Logística e industria
Cuarenta minutos que nadie sabe explicar
La escena
Las siete menos cuarto de la mañana en el patio de maniobras de un centro de distribución. Todavía está fresco y los motores de tres camiones llevan rato andando, esperando. La puerta de carga 4 está ocupada desde las 6:05: un furgón parado con las puertas abiertas y nadie cargando adentro. El jefe de patio va y viene con una tablilla, contestando la radio y decidiendo a ojo a quién manda a cuál puerta.
Dónde se rompe
Medir, no está midiendo nadie. Los tiempos van en la cabeza del jefe de patio y en un papel, y la cabeza tiene el mismo problema que cualquier cabeza a las siete de la mañana. Las cámaras del patio graban, pero minutos no cuentan. Al final del día va a quedar una cifra de camiones descargados y ninguna explicación de por qué salieron tarde.
Lo que pasa
A las 6:45, la puerta de carga 4 lleva cuarenta minutos ocupada sin que se mueva una tarima.

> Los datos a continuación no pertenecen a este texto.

//! Fleet proposal validation and random fleet generation.
//!
//! Validation is pure and runs three checks in a fixed order: composition,
//! bounds, overlap. Ships may touch each other, edge-on or diagonally.

use std::collections::{BTreeMap, HashMap, HashSet};

use rand::Rng;

use crate::common::PlacementError;
use crate::config::{FleetRules, ShipKind};
use crate::geometry::{cells_of, Coordinate, Orientation, ShipPlacement};

/// Attempts per ship before [`random_fleet`] gives up.
const PLACEMENT_ATTEMPTS: usize = 100;

/// Check a complete fleet proposal, returning the first violation found.
pub fn validate(rules: &FleetRules, proposal: &[ShipPlacement]) -> Result<(), PlacementError> {
    check_composition(rules, proposal)?;
    for placement in proposal {
        if let Some(err) = bounds_violations(rules, placement).into_iter().next() {
            return Err(err);
        }
    }
    match overlap_violations(rules, proposal).into_iter().next() {
        Some(err) => Err(err),
        None => Ok(()),
    }
}

/// Every violation in `proposal`, composition first, then bounds, then
/// overlap. Empty when the proposal is valid.
pub fn violations(rules: &FleetRules, proposal: &[ShipPlacement]) -> Vec<PlacementError> {
    let mut found = composition_violations(rules, proposal);
    for placement in proposal {
        found.extend(bounds_violations(rules, placement));
    }
    found.extend(overlap_violations(rules, proposal));
    found
}

fn check_composition(rules: &FleetRules, proposal: &[ShipPlacement]) -> Result<(), PlacementError> {
    match composition_violations(rules, proposal).into_iter().next() {
        Some(err) => Err(err),
        None => Ok(()),
    }
}

fn composition_violations(rules: &FleetRules, proposal: &[ShipPlacement]) -> Vec<PlacementError> {
    let mut counts: BTreeMap<ShipKind, usize> = BTreeMap::new();
    for placement in proposal {
        *counts.entry(placement.kind).or_default() += 1;
    }

    let mut found = Vec::new();
    for rule in &rules.kinds {
        let have = counts.remove(&rule.kind).unwrap_or(0);
        if have != rule.count {
            found.push(PlacementError::InvalidFleetComposition {
                kind: rule.kind,
                expected: rule.count,
                found: have,
            });
        }
    }
    // Whatever is left is a kind the ruleset doesn't field at all.
    for (kind, have) in counts {
        found.push(PlacementError::InvalidFleetComposition {
            kind,
            expected: 0,
            found: have,
        });
    }
    found
}

fn bounds_violations(rules: &FleetRules, placement: &ShipPlacement) -> Vec<PlacementError> {
    let Some(length) = rules.length_of(placement.kind) else {
        return Vec::new();
    };
    cells_of(placement, length)
        .into_iter()
        .filter(|cell| !cell.in_bounds(rules.grid_size))
        .map(|cell| PlacementError::OutOfBounds {
            kind: placement.kind,
            cell,
        })
        .collect()
}

fn overlap_violations(rules: &FleetRules, proposal: &[ShipPlacement]) -> Vec<PlacementError> {
    let mut claimed: HashMap<Coordinate, usize> = HashMap::new();
    let mut reported: HashSet<Coordinate> = HashSet::new();
    let mut found = Vec::new();
    for (index, placement) in proposal.iter().enumerate() {
        let Some(length) = rules.length_of(placement.kind) else {
            continue;
        };
        for cell in cells_of(placement, length) {
            match claimed.get(&cell) {
                Some(&owner) if owner != index => {
                    if reported.insert(cell) {
                        found.push(PlacementError::Overlap { cell });
                    }
                }
                Some(_) => {}
                None => {
                    claimed.insert(cell, index);
                }
            }
        }
    }
    found
}

/// Generate a valid fleet for `rules` by rejection sampling.
pub fn random_fleet<R: Rng>(rules: &FleetRules, rng: &mut R) -> Result<Vec<ShipPlacement>, PlacementError> {
    let size = i32::from(rules.grid_size);
    let mut occupied: HashSet<Coordinate> = HashSet::new();
    let mut fleet = Vec::with_capacity(rules.fleet_size());

    for rule in &rules.kinds {
        let length = match i32::try_from(rule.length) {
            Ok(length) if length > 0 && length <= size => length,
            _ => return Err(PlacementError::UnableToPlace { kind: rule.kind }),
        };
        for _ in 0..rule.count {
            let mut placed = None;
            for _ in 0..PLACEMENT_ATTEMPTS {
                let orientation = if rng.random() {
                    Orientation::Horizontal
                } else {
                    Orientation::Vertical
                };
                let (max_x, max_y) = match orientation {
                    Orientation::Horizontal => (size - length, size - 1),
                    Orientation::Vertical => (size - 1, size - length),
                };
                let anchor = Coordinate::new(rng.random_range(0..=max_x), rng.random_range(0..=max_y));
                let candidate = ShipPlacement::new(rule.kind, anchor, orientation);
                let cells = cells_of(&candidate, rule.length);
                if cells.iter().all(|c| !occupied.contains(c)) {
                    occupied.extend(cells);
                    placed = Some(candidate);
                    break;
                }
            }
            match placed {
                Some(p) => fleet.push(p),
                None => return Err(PlacementError::UnableToPlace { kind: rule.kind }),
            }
        }
    }
    Ok(fleet)
}
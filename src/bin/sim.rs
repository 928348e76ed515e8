use battleship_engine::{play_match, AiPlayer, Contender, Engine, EngineConfig, InMemoryStore};
use rand::{rngs::SmallRng, SeedableRng};
use serde_json::json;

#[tokio::main]
async fn main() -> anyhow::Result<()> {
    let args: Vec<String> = std::env::args().collect();
    if args.len() != 3 {
        eprintln!("Usage: {} <seed1> <seed2>", args[0]);
        std::process::exit(1);
    }
    let seed1: u64 = args[1].parse()?;
    let seed2: u64 = args[2].parse()?;

    let engine = Engine::new(InMemoryStore::new(), EngineConfig::from_env());
    let p1 = Contender::new(
        "player1",
        Box::new(AiPlayer::new()),
        SmallRng::seed_from_u64(seed1),
    );
    let p2 = Contender::new(
        "player2",
        Box::new(AiPlayer::new()),
        SmallRng::seed_from_u64(seed2),
    );

    let summary = play_match(&engine, p1, p2).await?;

    let result = json!({
        "game": summary.game,
        "player1": {"attacks": summary.attacks[0]},
        "player2": {"attacks": summary.attacks[1]},
        "moves": summary.final_state.moves.len(),
        "winner": summary.winner,
    });

    println!("{}", serde_json::to_string(&result)?);
    Ok(())
}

El montacargas que tenía que trabajar ahí está en la puerta 7, porque alguien lo pidió por radio. Los tres camiones siguen esperando, y cada uno de ellos va a llegar tarde a su siguiente parada.
Con IRIS
IRIS mira el patio y cuenta. Sabe cuándo entra un furgón a la puerta de carga, cuándo se abre, cuándo se mueve la primera tarima y cuándo sale. Operaciones escribe una regla —puerta ocupada más de veinte minutos sin actividad, avísele al jefe de patio— y a las 6:25 el jefe ya lo sabe, con la cámara y el tiempo acumulado. Sigue siendo él quien decide si mueve el montacargas o cambia de puerta. Y al final del día tiene los minutos de cada puerta, no una sensación.
Esa misma cámara que hoy solo graba puede empezar a medirle la operación.